Non è un caso se i primi teorici della democrazia non hanno mai fatto alcun accenno ai partiti: quello che in democrazia un tempo era una libera scelta, unirsi in società per affinità di idee, oggi è diventato l’obbligo. Il guaio è che queste minoranze oligarchiche, più simili ad una aristocrazia privilegiata che a rappresentanti della nazione, non hanno nulla a che vedere con le vecchie aristocrazie. Mentre le aristocrazie storiche, infatti, avevano tutte le qualità per poter governare il popolo poiché erano formate da uomini dediti allo studio delle arti e delle scienze, l’unica distinzione oggettiva che i parlamentari possono vantare oggi con i cittadini, è quella di fare politica: una legittimazione interna al meccanismo che li ha prodotti. Si dicono professionisti della politica, e questa è la loro unica specificità, se così possiamo definirla. Che la democrazia sia il governo dei mediocri è cosa nota: al comando non va il più meritevole e il più capace, ma il più votato, che è cosa diversa. Tuttavia la loro superiorità non è giustificata da nulla: hanno le caratteristiche dell’aristocrazia senza averne le qualità.

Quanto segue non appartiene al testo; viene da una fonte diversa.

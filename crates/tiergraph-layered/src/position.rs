//! Coordinate assignment.
//!
//! `y`: layers are stacked top to bottom; a layer is as tall as its tallest box and consecutive
//! layers are `ranksep` apart. Ranks that hold no node are skipped.
//!
//! `x`: each layer starts packed left to right. Sweeps then pull every node toward the weighted
//! mean `x` of its neighbours in the adjacent layer (predecessors going down, successors going
//! up, both in the final pass) and project the wish list back onto the order-preserving,
//! separation-respecting placements with least squares.

use crate::LayoutGraph;
use crate::order::OrderGraph;
use crate::util::build_layer_matrix;

pub fn position(g: &mut LayoutGraph) {
    let layers = build_layer_matrix(g);
    position_y(g, &layers);
    position_x(g, &layers);
}

fn position_y(g: &mut LayoutGraph, layers: &[Vec<String>]) {
    let ranksep = g.graph().ranksep;
    let mut cursor = 0.0;
    for layer in layers.iter().filter(|l| !l.is_empty()) {
        let height = layer
            .iter()
            .filter_map(|v| g.node(v))
            .map(|n| n.height)
            .fold(0.0, f64::max);
        for v in layer {
            if let Some(n) = g.node_mut(v) {
                n.y = Some(cursor + height / 2.0);
            }
        }
        cursor += height + ranksep;
    }
}

#[derive(Clone, Copy)]
enum Pull {
    Predecessors,
    Successors,
    Both,
}

fn position_x(g: &mut LayoutGraph, layers: &[Vec<String>]) {
    let og = OrderGraph::from_graph(g);
    let layers = og.to_indices(layers);
    let label = g.graph();
    let (nodesep, edgesep, sweeps) = (label.nodesep, label.edgesep, label.position_sweeps);

    let n = og.ids.len();
    let mut width = vec![0.0; n];
    let mut sep = vec![0.0; n];
    for (v, id) in og.ids.iter().enumerate() {
        if let Some(node) = g.node(id) {
            width[v] = node.width;
            sep[v] = if node.is_dummy() { edgesep } else { nodesep };
        }
    }
    let gap = |a: usize, b: usize| width[a] / 2.0 + sep[a] / 2.0 + sep[b] / 2.0 + width[b] / 2.0;

    let mut x = vec![0.0; n];
    for layer in &layers {
        for pair in layer.windows(2) {
            x[pair[1]] = x[pair[0]] + gap(pair[0], pair[1]);
        }
    }

    let mut passes: Vec<(Pull, Vec<usize>)> = Vec::new();
    for sweep in 0..sweeps {
        if sweep % 2 == 0 {
            passes.push((Pull::Predecessors, (1..layers.len()).collect()));
        } else {
            passes.push((
                Pull::Successors,
                (0..layers.len().saturating_sub(1)).rev().collect(),
            ));
        }
    }
    passes.push((Pull::Both, (0..layers.len()).collect()));

    for (pull, order) in passes {
        for r in order {
            let layer = &layers[r];
            if layer.is_empty() {
                continue;
            }
            let mut targets = Vec::with_capacity(layer.len());
            let mut weights = Vec::with_capacity(layer.len());
            for &v in layer {
                let neighbours: Box<dyn Iterator<Item = &(usize, f64)>> = match pull {
                    Pull::Predecessors => Box::new(og.preds[v].iter()),
                    Pull::Successors => Box::new(og.succs[v].iter()),
                    Pull::Both => Box::new(og.preds[v].iter().chain(og.succs[v].iter())),
                };
                let (mut sum, mut total) = (0.0, 0.0);
                for &(u, w) in neighbours {
                    if w > 0.0 && og.layer[u] != og.layer[v] {
                        sum += w * x[u];
                        total += w;
                    }
                }
                if total > 0.0 {
                    targets.push(sum / total);
                    weights.push(total);
                } else {
                    targets.push(x[v]);
                    weights.push(1.0);
                }
            }
            let gaps: Vec<f64> = layer.windows(2).map(|p| gap(p[0], p[1])).collect();
            for (&v, placed) in layer.iter().zip(project(&targets, &weights, &gaps)) {
                x[v] = placed;
            }
        }
    }

    for (v, id) in og.ids.iter().enumerate() {
        if og.layer[v].is_none() {
            continue;
        }
        if let Some(node) = g.node_mut(id) {
            node.x = Some(x[v]);
        }
    }
}

/// Least-squares placement of a row: minimises `sum(weights[i] * (x[i] - targets[i])^2)` subject
/// to `x[i + 1] - x[i] >= gaps[i]`.
///
/// Subtracting the cumulative gaps turns the constraints into plain monotonicity, which the
/// pool-adjacent-violators algorithm solves exactly in linear time.
pub fn project(targets: &[f64], weights: &[f64], gaps: &[f64]) -> Vec<f64> {
    let n = targets.len();
    let mut offsets = vec![0.0; n];
    for i in 1..n {
        offsets[i] = offsets[i - 1] + gaps.get(i - 1).copied().unwrap_or(0.0);
    }

    // (weighted sum, total weight, member count)
    let mut blocks: Vec<(f64, f64, usize)> = Vec::with_capacity(n);
    for i in 0..n {
        let w = weights.get(i).copied().filter(|w| *w > 0.0).unwrap_or(1.0);
        blocks.push((w * (targets[i] - offsets[i]), w, 1));
        while blocks.len() >= 2 {
            let (s1, w1, c1) = blocks[blocks.len() - 1];
            let (s0, w0, c0) = blocks[blocks.len() - 2];
            if s0 / w0 <= s1 / w1 {
                break;
            }
            blocks.pop();
            if let Some(prev) = blocks.last_mut() {
                *prev = (s0 + s1, w0 + w1, c0 + c1);
            }
        }
    }

    let mut out = Vec::with_capacity(n);
    for (sum, weight, count) in blocks {
        let level = sum / weight;
        for _ in 0..count {
            out.push(level + offsets[out.len()]);
        }
    }
    out
}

E come ci si può difendere dalla prepotenza dei partiti e dai loro rappresentanti? In democrazia non è cosa semplice. Perché mentre in una tirannia il cittadino riconosce il tiranno, e lo combatte con la rivolta, in una democrazia non esistono tiranni e proprio perché tale ci si crede comunque in un sistema legittimato. Anzi, si condanna ogni forma di ribellione proprio perché si è in democrazia, ed apparendo un dogma (anche se non lo è), non lo si può toccare o sovvertire. Stiamo legittimando i partiti a fare gli interessi propri (in questi giorni la proposta di un deputato del Pd di aumentare i rimborsi elettorali: più soldi per loro, meno per noi), e facciamo la guerra tra di noi perché riteniamo quel partito meglio di quell’altro. In realtà stiamo votando il meno peggio. Forse aveva ragione Norberto Bobbio quando diceva: “oserei dire che l’unica vera opinione è quella di coloro che non votano perché hanno capito, o credono di aver capito che le elezioni sono un rito cui ci si può sottrarre senza danni”.